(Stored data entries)
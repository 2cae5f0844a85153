//! Deterministic scoring over a completed questionnaire.

use rust_decimal::Decimal;
use rust_decimal_macros::dec;

use crate::engine::{AnswerSheet, Step};

use super::model::{RiskResult, RiskTier};
use super::questions::MAX_OPTION_WEIGHT;

/// Sum the weights of the selected options across all steps.
///
/// Unanswered steps and unweighted options count 0. Neither occurs in
/// the shipped questionnaire — every step is mandatory and every option
/// weighted — but the sum degrades instead of failing.
pub fn total_score(steps: &[Step], answers: &AnswerSheet) -> u32 {
    steps
        .iter()
        .map(|step| {
            answers
                .text(step.position)
                .and_then(|value| step.option(value))
                .and_then(|option| option.weight)
                .unwrap_or(0) as u32
        })
        .sum()
}

/// Map a total score onto a tier.
///
/// The percentage of the maximum walks an ordered threshold ladder with
/// `<=` boundaries, so 25%, 50% and 75% exactly land in the lower tier.
pub fn classify(total: u32, max: u32) -> RiskTier {
    let percentage = Decimal::from(total) * dec!(100) / Decimal::from(max);
    if percentage <= dec!(25) {
        RiskTier::Conservative
    } else if percentage <= dec!(50) {
        RiskTier::ModerateConservative
    } else if percentage <= dec!(75) {
        RiskTier::ModerateAggressive
    } else {
        RiskTier::Aggressive
    }
}

/// Produce the full assessment for a completed questionnaire.
pub fn assess(steps: &[Step], answers: &AnswerSheet) -> RiskResult {
    let max_score = steps.len() as u32 * MAX_OPTION_WEIGHT as u32;
    let score = total_score(steps, answers);
    let tier = classify(score, max_score);
    RiskResult {
        score,
        max_score,
        tier,
        description: tier.description().to_string(),
        recommendations: tier
            .recommendations()
            .iter()
            .map(|s| s.to_string())
            .collect(),
        allocation: tier.allocation(),
    }
}

#[cfg(test)]
mod tests {
    use super::*;
    use crate::engine::{Session, SubmitOutcome};
    use crate::risk::questions::questionnaire;

    #[test]
    fn boundary_percentages_select_the_lower_tier() {
        // 25%, 50% and 75% of 40.
        assert_eq!(classify(10, 40), RiskTier::Conservative);
        assert_eq!(classify(11, 40), RiskTier::ModerateConservative);
        assert_eq!(classify(20, 40), RiskTier::ModerateConservative);
        assert_eq!(classify(21, 40), RiskTier::ModerateAggressive);
        assert_eq!(classify(30, 40), RiskTier::ModerateAggressive);
        assert_eq!(classify(31, 40), RiskTier::Aggressive);
        assert_eq!(classify(40, 40), RiskTier::Aggressive);
    }

    #[test]
    fn minimum_possible_total_is_conservative() {
        // All 1s: total 8 of 40 = 20%.
        assert_eq!(classify(8, 40), RiskTier::Conservative);
    }

    #[test]
    fn fractional_percentages_are_compared_exactly() {
        // 13 of 40 = 32.5% — above the 25 boundary, below 50.
        assert_eq!(classify(13, 40), RiskTier::ModerateConservative);
    }

    #[test]
    fn total_score_sums_selected_weights() {
        let steps = questionnaire();
        let mut session = Session::new(steps);

        // Weight-4 answer for every question.
        for value in [
            "26-35",
            "5-10",
            "buy-more",
            "very-stable",
            "substantial",
            "extensive",
            "growth",
            "minimal",
        ] {
            session.submit(value).unwrap();
        }
        assert!(session.is_completed());
        assert_eq!(total_score(session.steps(), session.answers()), 32);
    }

    #[test]
    fn assess_is_consistent_with_the_tier_tables() {
        let mut session = Session::new(questionnaire());
        for value in [
            "18-25",
            "more-than-10",
            "significantly-more",
            "guaranteed",
            "extensive",
            "professional",
            "aggressive",
            "none",
        ] {
            assert!(matches!(
                session.submit(value).unwrap(),
                SubmitOutcome::Next(_) | SubmitOutcome::Completed
            ));
        }

        let result = assess(session.steps(), session.answers());
        assert_eq!(result.score, 40);
        assert_eq!(result.max_score, 40);
        assert_eq!(result.tier, RiskTier::Aggressive);
        assert_eq!(result.description, RiskTier::Aggressive.description());
        assert_eq!(result.recommendations.len(), 4);
        assert_eq!(result.allocation, RiskTier::Aggressive.allocation());
    }

    #[test]
    fn unanswered_steps_count_zero() {
        let steps = questionnaire();
        let answers = AnswerSheet::default();
        assert_eq!(total_score(&steps, &answers), 0);
    }
}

Task to carry out: Please give every entry again, precisely as it appears.

Solution:
repository 2cae5f0844a85153
//! Deterministic scoring over a completed questionnaire.

use rust_decimal::Decimal;
use rust_decimal_macros::dec;

use crate::engine::{AnswerSheet, Step};

use super::model::{RiskResult, RiskTier};
use super::questions::MAX_OPTION_WEIGHT;

/// Sum the weights of the selected options across all steps.
///
/// Unanswered steps and unweighted options count 0. Neither occurs in
/// the shipped questionnaire — every step is mandatory and every option
/// weighted — but the sum degrades instead of failing.
pub fn total_score(steps: &[Step], answers: &AnswerSheet) -> u32 {
    steps
        .iter()
        .map(|step| {
            answers
                .text(step.position)
                .and_then(|value| step.option(value))
                .and_then(|option| option.weight)
                .unwrap_or(0) as u32
        })
        .sum()
}

/// Map a total score onto a tier.
///
/// The percentage of the maximum walks an ordered threshold ladder with
/// `<=` boundaries, so 25%, 50% and 75% exactly land in the lower tier.
pub fn classify(total: u32, max: u32) -> RiskTier {
    let percentage = Decimal::from(total) * dec!(100) / Decimal::from(max);
    if percentage <= dec!(25) {
        RiskTier::Conservative
    } else if percentage <= dec!(50) {
        RiskTier::ModerateConservative
    } else if percentage <= dec!(75) {
        RiskTier::ModerateAggressive
    } else {
        RiskTier::Aggressive
    }
}

/// Produce the full assessment for a completed questionnaire.
pub fn assess(steps: &[Step], answers: &AnswerSheet) -> RiskResult {
    let max_score = steps.len() as u32 * MAX_OPTION_WEIGHT as u32;
    let score = total_score(steps, answers);
    let tier = classify(score, max_score);
    RiskResult {
        score,
        max_score,
        tier,
        description: tier.description().to_string(),
        recommendations: tier
            .recommendations()
            .iter()
            .map(|s| s.to_string())
            .collect(),
        allocation: tier.allocation(),
    }
}

#[cfg(test)]
mod tests {
    use super::*;
    use crate::engine::{Session, SubmitOutcome};
    use crate::risk::questions::questionnaire;

    #[test]
    fn boundary_percentages_select_the_lower_tier() {
        // 25%, 50% and 75% of 40.
        assert_eq!(classify(10, 40), RiskTier::Conservative);
        assert_eq!(classify(11, 40), RiskTier::ModerateConservative);
        assert_eq!(classify(20, 40), RiskTier::ModerateConservative);
        assert_eq!(classify(21, 40), RiskTier::ModerateAggressive);
        assert_eq!(classify(30, 40), RiskTier::ModerateAggressive);
        assert_eq!(classify(31, 40), RiskTier::Aggressive);
        assert_eq!(classify(40, 40), RiskTier::Aggressive);
    }

    #[test]
    fn minimum_possible_total_is_conservative() {
        // All 1s: total 8 of 40 = 20%.
        assert_eq!(classify(8, 40), RiskTier::Conservative);
    }

    #[test]
    fn fractional_percentages_are_compared_exactly() {
        // 13 of 40 = 32.5% — above the 25 boundary, below 50.
        assert_eq!(classify(13, 40), RiskTier::ModerateConservative);
    }

    #[test]
    fn total_score_sums_selected_weights() {
        let steps = questionnaire();
        let mut session = Session::new(steps);

        // Weight-4 answer for every question.
        for value in [
            "26-35",
            "5-10",
            "buy-more",
            "very-stable",
            "substantial",
            "extensive",
            "growth",
            "minimal",
        ] {
            session.submit(value).unwrap();
        }
        assert!(session.is_completed());
        assert_eq!(total_score(session.steps(), session.answers()), 32);
    }

    #[test]
    fn assess_is_consistent_with_the_tier_tables() {
        let mut session = Session::new(questionnaire());
        for value in [
            "18-25",
            "more-than-10",
            "significantly-more",
            "guaranteed",
            "extensive",
            "professional",
            "aggressive",
            "none",
        ] {
            assert!(matches!(
                session.submit(value).unwrap(),
                SubmitOutcome::Next(_) | SubmitOutcome::Completed
            ));
        }

        let result = assess(session.steps(), session.answers());
        assert_eq!(result.score, 40);
        assert_eq!(result.max_score, 40);
        assert_eq!(result.tier, RiskTier::Aggressive);
        assert_eq!(result.description, RiskTier::Aggressive.description());
        assert_eq!(result.recommendations.len(), 4);
        assert_eq!(result.allocation, RiskTier::Aggressive.allocation());
    }

    #[test]
    fn unanswered_steps_count_zero() {
        let steps = questionnaire();
        let answers = AnswerSheet::default();
        assert_eq!(total_score(&steps, &answers), 0);
    }
}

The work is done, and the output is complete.